## Problem to solve
Write the listing out again, all of it, word for word.

## Entries supplied
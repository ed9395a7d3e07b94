//! Device registry logic: one inbound chunk in, one device upsert plus one
//! log row out.

use std::net::SocketAddr;
use std::sync::Arc;

use devpulse_storage::{DeviceStore, LogEntry};
use tracing::debug;

use crate::payload::{Ack, Payload};
use crate::Result;

/// Storage operations the ingestion path depends on.
///
/// [`DeviceStore`] is the production implementation; tests substitute
/// failing stores to drive the error-acknowledgment path.
pub trait IngestStore: Send + Sync {
    /// Insert or update a device record; returns the resolved identity.
    fn upsert_device(
        &self,
        device_id: &str,
        ip_address: &str,
        port: u16,
        device_name: Option<&str>,
        device_type: Option<&str>,
        payload: &str,
    ) -> devpulse_storage::Result<String>;

    /// Append an immutable log row for a device.
    fn append_log(&self, device_id: &str, payload: &str) -> devpulse_storage::Result<LogEntry>;
}

impl IngestStore for DeviceStore {
    fn upsert_device(
        &self,
        device_id: &str,
        ip_address: &str,
        port: u16,
        device_name: Option<&str>,
        device_type: Option<&str>,
        payload: &str,
    ) -> devpulse_storage::Result<String> {
        DeviceStore::upsert_device(
            self,
            device_id,
            ip_address,
            port,
            device_name,
            device_type,
            payload,
        )
    }

    fn append_log(&self, device_id: &str, payload: &str) -> devpulse_storage::Result<LogEntry> {
        DeviceStore::append_log(self, device_id, payload)
    }
}

/// Interprets inbound payloads and normalizes them into store updates.
pub struct DeviceRegistry {
    store: Arc<dyn IngestStore>,
}

impl DeviceRegistry {
    pub fn new(store: Arc<dyn IngestStore>) -> Self {
        Self { store }
    }

    /// Process one payload chunk from a connection.
    ///
    /// Trims the chunk, resolves the device identity, upserts the device
    /// record, appends a log row, and returns the acknowledgment to write
    /// back. Malformed payloads are not errors; only storage failures
    /// surface here.
    pub fn ingest(&self, chunk: &[u8], peer: SocketAddr) -> Result<Ack> {
        let raw = String::from_utf8_lossy(chunk);
        let trimmed = raw.trim();

        let payload = Payload::parse(trimmed);
        let identity = payload.resolve_identity(peer);

        debug!(
            device_id = %identity.device_id,
            structured = identity.structured,
            len = trimmed.len(),
            "ingesting payload"
        );

        self.store.upsert_device(
            &identity.device_id,
            &peer.ip().to_string(),
            peer.port(),
            identity.device_name.as_deref(),
            identity.device_type.as_deref(),
            trimmed,
        )?;
        self.store.append_log(&identity.device_id, trimmed)?;

        Ok(Ack::success(identity.device_id, identity.structured))
    }
}

#[cfg(test)]
mod tests {
    use super::*;
    use devpulse_storage::{DeviceStatus, DEFAULT_DEVICE_NAME, DEFAULT_DEVICE_TYPE};

    fn temp_registry() -> (DeviceRegistry, Arc<DeviceStore>, tempfile::TempDir) {
        let dir = tempfile::tempdir().unwrap();
        let store = DeviceStore::open(dir.path().join("devpulse.redb")).unwrap();
        (DeviceRegistry::new(store.clone()), store, dir)
    }

    fn peer() -> SocketAddr {
        "10.0.0.5:5555".parse().unwrap()
    }

    #[test]
    fn test_structured_chunk_creates_device_and_log() {
        let (registry, store, _dir) = temp_registry();

        let ack = registry
            .ingest(br#"{"id":"dev-1","name":"Sensor A"}"#, peer())
            .unwrap();
        assert_eq!(ack.status, "success");
        assert_eq!(ack.device_id, "dev-1");

        let record = store.get_by_id("dev-1").unwrap().unwrap();
        assert_eq!(record.device_name, "Sensor A");
        assert_eq!(record.device_type, DEFAULT_DEVICE_TYPE);
        assert_eq!(record.ip_address, "10.0.0.5");
        assert_eq!(record.port, 5555);

        let logs = store.get_logs("dev-1", 10).unwrap();
        assert_eq!(logs.len(), 1);
        assert_eq!(logs[0].data, r#"{"id":"dev-1","name":"Sensor A"}"#);
    }

    #[test]
    fn test_raw_chunk_uses_endpoint_identity() {
        let (registry, store, _dir) = temp_registry();

        let ack = registry.ingest(b"hello", peer()).unwrap();
        assert_eq!(ack.device_id, "device_10.0.0.5_5555");

        let record = store.get_by_id("device_10.0.0.5_5555").unwrap().unwrap();
        assert_eq!(record.device_name, DEFAULT_DEVICE_NAME);
        assert_eq!(record.device_type, DEFAULT_DEVICE_TYPE);
        assert_eq!(record.data, "hello");
    }

    #[test]
    fn test_repeated_chunks_keep_one_record() {
        let (registry, store, _dir) = temp_registry();

        for _ in 0..3 {
            registry.ingest(br#"{"id":"dev-1"}"#, peer()).unwrap();
        }

        assert_eq!(store.list_all().unwrap().len(), 1);
        assert_eq!(store.get_logs("dev-1", 10).unwrap().len(), 3);
    }

    #[test]
    fn test_metadata_merges_across_chunks() {
        let (registry, store, _dir) = temp_registry();

        registry
            .ingest(br#"{"id":"dev-1","name":"Sensor A"}"#, peer())
            .unwrap();
        registry
            .ingest(br#"{"id":"dev-1","type":"Temp"}"#, peer())
            .unwrap();

        let record = store.get_by_id("dev-1").unwrap().unwrap();
        assert_eq!(record.device_name, "Sensor A");
        assert_eq!(record.device_type, "Temp");
    }

    #[test]
    fn test_chunk_reactivates_swept_device() {
        let (registry, store, _dir) = temp_registry();

        registry.ingest(br#"{"id":"dev-1"}"#, peer()).unwrap();
        store.set_status("dev-1", DeviceStatus::Inactive).unwrap();

        registry.ingest(br#"{"id":"dev-1"}"#, peer()).unwrap();
        assert_eq!(
            store.get_by_id("dev-1").unwrap().unwrap().status,
            DeviceStatus::Active
        );
    }

    #[test]
    fn test_surrounding_whitespace_is_trimmed() {
        let (registry, store, _dir) = temp_registry();

        registry.ingest(b"  {\"id\":\"dev-1\"}\n", peer()).unwrap();

        let logs = store.get_logs("dev-1", 10).unwrap();
        assert_eq!(logs[0].data, r#"{"id":"dev-1"}"#);
    }

    struct FailingStore;

    impl IngestStore for FailingStore {
        fn upsert_device(
            &self,
            _device_id: &str,
            _ip_address: &str,
            _port: u16,
            _device_name: Option<&str>,
            _device_type: Option<&str>,
            _payload: &str,
        ) -> devpulse_storage::Result<String> {
            Err(devpulse_storage::Error::Storage("store unavailable".into()))
        }

        fn append_log(
            &self,
            _device_id: &str,
            _payload: &str,
        ) -> devpulse_storage::Result<LogEntry> {
            Err(devpulse_storage::Error::Storage("store unavailable".into()))
        }
    }

    #[test]
    fn test_storage_failure_surfaces_as_error() {
        let registry = DeviceRegistry::new(Arc::new(FailingStore));
        assert!(registry.ingest(br#"{"id":"dev-1"}"#, peer()).is_err());
    }
}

## Answer for the task
repository ed9395a7d3e07b94
//! Device registry logic: one inbound chunk in, one device upsert plus one
//! log row out.

use std::net::SocketAddr;
use std::sync::Arc;

use devpulse_storage::{DeviceStore, LogEntry};
use tracing::debug;

use crate::payload::{Ack, Payload};
use crate::Result;

/// Storage operations the ingestion path depends on.
///
/// [`DeviceStore`] is the production implementation; tests substitute
/// failing stores to drive the error-acknowledgment path.
pub trait IngestStore: Send + Sync {
    /// Insert or update a device record; returns the resolved identity.
    fn upsert_device(
        &self,
        device_id: &str,
        ip_address: &str,
        port: u16,
        device_name: Option<&str>,
        device_type: Option<&str>,
        payload: &str,
    ) -> devpulse_storage::Result<String>;

    /// Append an immutable log row for a device.
    fn append_log(&self, device_id: &str, payload: &str) -> devpulse_storage::Result<LogEntry>;
}

impl IngestStore for DeviceStore {
    fn upsert_device(
        &self,
        device_id: &str,
        ip_address: &str,
        port: u16,
        device_name: Option<&str>,
        device_type: Option<&str>,
        payload: &str,
    ) -> devpulse_storage::Result<String> {
        DeviceStore::upsert_device(
            self,
            device_id,
            ip_address,
            port,
            device_name,
            device_type,
            payload,
        )
    }

    fn append_log(&self, device_id: &str, payload: &str) -> devpulse_storage::Result<LogEntry> {
        DeviceStore::append_log(self, device_id, payload)
    }
}

/// Interprets inbound payloads and normalizes them into store updates.
pub struct DeviceRegistry {
    store: Arc<dyn IngestStore>,
}

impl DeviceRegistry {
    pub fn new(store: Arc<dyn IngestStore>) -> Self {
        Self { store }
    }

    /// Process one payload chunk from a connection.
    ///
    /// Trims the chunk, resolves the device identity, upserts the device
    /// record, appends a log row, and returns the acknowledgment to write
    /// back. Malformed payloads are not errors; only storage failures
    /// surface here.
    pub fn ingest(&self, chunk: &[u8], peer: SocketAddr) -> Result<Ack> {
        let raw = String::from_utf8_lossy(chunk);
        let trimmed = raw.trim();

        let payload = Payload::parse(trimmed);
        let identity = payload.resolve_identity(peer);

        debug!(
            device_id = %identity.device_id,
            structured = identity.structured,
            len = trimmed.len(),
            "ingesting payload"
        );

        self.store.upsert_device(
            &identity.device_id,
            &peer.ip().to_string(),
            peer.port(),
            identity.device_name.as_deref(),
            identity.device_type.as_deref(),
            trimmed,
        )?;
        self.store.append_log(&identity.device_id, trimmed)?;

        Ok(Ack::success(identity.device_id, identity.structured))
    }
}

#[cfg(test)]
mod tests {
    use super::*;
    use devpulse_storage::{DeviceStatus, DEFAULT_DEVICE_NAME, DEFAULT_DEVICE_TYPE};

    fn temp_registry() -> (DeviceRegistry, Arc<DeviceStore>, tempfile::TempDir) {
        let dir = tempfile::tempdir().unwrap();
        let store = DeviceStore::open(dir.path().join("devpulse.redb")).unwrap();
        (DeviceRegistry::new(store.clone()), store, dir)
    }

    fn peer() -> SocketAddr {
        "10.0.0.5:5555".parse().unwrap()
    }

    #[test]
    fn test_structured_chunk_creates_device_and_log() {
        let (registry, store, _dir) = temp_registry();

        let ack = registry
            .ingest(br#"{"id":"dev-1","name":"Sensor A"}"#, peer())
            .unwrap();
        assert_eq!(ack.status, "success");
        assert_eq!(ack.device_id, "dev-1");

        let record = store.get_by_id("dev-1").unwrap().unwrap();
        assert_eq!(record.device_name, "Sensor A");
        assert_eq!(record.device_type, DEFAULT_DEVICE_TYPE);
        assert_eq!(record.ip_address, "10.0.0.5");
        assert_eq!(record.port, 5555);

        let logs = store.get_logs("dev-1", 10).unwrap();
        assert_eq!(logs.len(), 1);
        assert_eq!(logs[0].data, r#"{"id":"dev-1","name":"Sensor A"}"#);
    }

    #[test]
    fn test_raw_chunk_uses_endpoint_identity() {
        let (registry, store, _dir) = temp_registry();

        let ack = registry.ingest(b"hello", peer()).unwrap();
        assert_eq!(ack.device_id, "device_10.0.0.5_5555");

        let record = store.get_by_id("device_10.0.0.5_5555").unwrap().unwrap();
        assert_eq!(record.device_name, DEFAULT_DEVICE_NAME);
        assert_eq!(record.device_type, DEFAULT_DEVICE_TYPE);
        assert_eq!(record.data, "hello");
    }

    #[test]
    fn test_repeated_chunks_keep_one_record() {
        let (registry, store, _dir) = temp_registry();

        for _ in 0..3 {
            registry.ingest(br#"{"id":"dev-1"}"#, peer()).unwrap();
        }

        assert_eq!(store.list_all().unwrap().len(), 1);
        assert_eq!(store.get_logs("dev-1", 10).unwrap().len(), 3);
    }

    #[test]
    fn test_metadata_merges_across_chunks() {
        let (registry, store, _dir) = temp_registry();

        registry
            .ingest(br#"{"id":"dev-1","name":"Sensor A"}"#, peer())
            .unwrap();
        registry
            .ingest(br#"{"id":"dev-1","type":"Temp"}"#, peer())
            .unwrap();

        let record = store.get_by_id("dev-1").unwrap().unwrap();
        assert_eq!(record.device_name, "Sensor A");
        assert_eq!(record.device_type, "Temp");
    }

    #[test]
    fn test_chunk_reactivates_swept_device() {
        let (registry, store, _dir) = temp_registry();

        registry.ingest(br#"{"id":"dev-1"}"#, peer()).unwrap();
        store.set_status("dev-1", DeviceStatus::Inactive).unwrap();

        registry.ingest(br#"{"id":"dev-1"}"#, peer()).unwrap();
        assert_eq!(
            store.get_by_id("dev-1").unwrap().unwrap().status,
            DeviceStatus::Active
        );
    }

    #[test]
    fn test_surrounding_whitespace_is_trimmed() {
        let (registry, store, _dir) = temp_registry();

        registry.ingest(b"  {\"id\":\"dev-1\"}\n", peer()).unwrap();

        let logs = store.get_logs("dev-1", 10).unwrap();
        assert_eq!(logs[0].data, r#"{"id":"dev-1"}"#);
    }

    struct FailingStore;

    impl IngestStore for FailingStore {
        fn upsert_device(
            &self,
            _device_id: &str,
            _ip_address: &str,
            _port: u16,
            _device_name: Option<&str>,
            _device_type: Option<&str>,
            _payload: &str,
        ) -> devpulse_storage::Result<String> {
            Err(devpulse_storage::Error::Storage("store unavailable".into()))
        }

        fn append_log(
            &self,
            _device_id: &str,
            _payload: &str,
        ) -> devpulse_storage::Result<LogEntry> {
            Err(devpulse_storage::Error::Storage("store unavailable".into()))
        }
    }

    #[test]
    fn test_storage_failure_surfaces_as_error() {
        let registry = DeviceRegistry::new(Arc::new(FailingStore));
        assert!(registry.ingest(br#"{"id":"dev-1"}"#, peer()).is_err());
    }
}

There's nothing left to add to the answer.